WHAT NEEDS TO BE DONE: Give the records again exactly, with every character kept.

DATA:
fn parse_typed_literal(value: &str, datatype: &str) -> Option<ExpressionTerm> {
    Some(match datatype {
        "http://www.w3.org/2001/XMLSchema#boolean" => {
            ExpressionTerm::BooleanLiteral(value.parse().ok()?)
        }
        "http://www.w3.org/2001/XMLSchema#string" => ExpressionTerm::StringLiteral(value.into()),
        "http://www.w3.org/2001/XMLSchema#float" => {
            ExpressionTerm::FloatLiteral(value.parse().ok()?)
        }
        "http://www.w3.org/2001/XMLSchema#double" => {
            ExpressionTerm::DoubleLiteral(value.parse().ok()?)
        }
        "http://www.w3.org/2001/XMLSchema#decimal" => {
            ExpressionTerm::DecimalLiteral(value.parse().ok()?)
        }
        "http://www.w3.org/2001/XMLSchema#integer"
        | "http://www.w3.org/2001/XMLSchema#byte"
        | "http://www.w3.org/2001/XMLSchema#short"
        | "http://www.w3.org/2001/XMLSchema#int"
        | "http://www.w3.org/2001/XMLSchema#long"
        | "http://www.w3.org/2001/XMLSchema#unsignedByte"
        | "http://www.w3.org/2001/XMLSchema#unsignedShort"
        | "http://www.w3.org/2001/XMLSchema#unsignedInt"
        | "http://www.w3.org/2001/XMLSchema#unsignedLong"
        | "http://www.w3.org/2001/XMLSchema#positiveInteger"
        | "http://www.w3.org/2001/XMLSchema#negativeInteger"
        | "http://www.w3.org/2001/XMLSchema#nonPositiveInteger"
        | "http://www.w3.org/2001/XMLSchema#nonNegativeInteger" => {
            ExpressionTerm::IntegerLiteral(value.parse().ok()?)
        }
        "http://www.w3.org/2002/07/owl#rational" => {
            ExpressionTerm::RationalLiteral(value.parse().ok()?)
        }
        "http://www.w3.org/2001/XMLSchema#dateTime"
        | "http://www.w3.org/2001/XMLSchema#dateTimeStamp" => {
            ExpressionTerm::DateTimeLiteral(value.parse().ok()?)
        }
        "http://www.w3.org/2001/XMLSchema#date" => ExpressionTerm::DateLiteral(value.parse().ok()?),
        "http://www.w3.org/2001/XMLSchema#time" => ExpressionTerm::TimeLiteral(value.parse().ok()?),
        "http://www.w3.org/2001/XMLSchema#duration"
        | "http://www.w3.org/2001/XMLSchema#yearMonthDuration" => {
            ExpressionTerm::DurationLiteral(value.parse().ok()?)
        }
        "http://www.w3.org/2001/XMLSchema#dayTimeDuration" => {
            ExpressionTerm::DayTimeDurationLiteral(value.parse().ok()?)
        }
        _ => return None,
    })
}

WRITTEN RESPONSE:
fn parse_typed_literal(value: &str, datatype: &str) -> Option<ExpressionTerm> {
    Some(match datatype {
        "http://www.w3.org/2001/XMLSchema#boolean" => {
            ExpressionTerm::BooleanLiteral(value.parse().ok()?)
        }
        "http://www.w3.org/2001/XMLSchema#string" => ExpressionTerm::StringLiteral(value.into()),
        "http://www.w3.org/2001/XMLSchema#float" => {
            ExpressionTerm::FloatLiteral(value.parse().ok()?)
        }
        "http://www.w3.org/2001/XMLSchema#double" => {
            ExpressionTerm::DoubleLiteral(value.parse().ok()?)
        }
        "http://www.w3.org/2001/XMLSchema#decimal" => {
            ExpressionTerm::DecimalLiteral(value.parse().ok()?)
        }
        "http://www.w3.org/2001/XMLSchema#integer"
        | "http://www.w3.org/2001/XMLSchema#byte"
        | "http://www.w3.org/2001/XMLSchema#short"
        | "http://www.w3.org/2001/XMLSchema#int"
        | "http://www.w3.org/2001/XMLSchema#long"
        | "http://www.w3.org/2001/XMLSchema#unsignedByte"
        | "http://www.w3.org/2001/XMLSchema#unsignedShort"
        | "http://www.w3.org/2001/XMLSchema#unsignedInt"
        | "http://www.w3.org/2001/XMLSchema#unsignedLong"
        | "http://www.w3.org/2001/XMLSchema#positiveInteger"
        | "http://www.w3.org/2001/XMLSchema#negativeInteger"
        | "http://www.w3.org/2001/XMLSchema#nonPositiveInteger"
        | "http://www.w3.org/2001/XMLSchema#nonNegativeInteger" => {
            ExpressionTerm::IntegerLiteral(value.parse().ok()?)
        }
        "http://www.w3.org/2002/07/owl#rational" => {
            ExpressionTerm::RationalLiteral(value.parse().ok()?)
        }
        "http://www.w3.org/2001/XMLSchema#dateTime"
        | "http://www.w3.org/2001/XMLSchema#dateTimeStamp" => {
            ExpressionTerm::DateTimeLiteral(value.parse().ok()?)
        }
        "http://www.w3.org/2001/XMLSchema#date" => ExpressionTerm::DateLiteral(value.parse().ok()?),
        "http://www.w3.org/2001/XMLSchema#time" => ExpressionTerm::TimeLiteral(value.parse().ok()?),
        "http://www.w3.org/2001/XMLSchema#duration"
        | "http://www.w3.org/2001/XMLSchema#yearMonthDuration" => {
            ExpressionTerm::DurationLiteral(value.parse().ok()?)
        }
        "http://www.w3.org/2001/XMLSchema#dayTimeDuration" => {
            ExpressionTerm::DayTimeDurationLiteral(value.parse().ok()?)
        }
        _ => return None,
    })
}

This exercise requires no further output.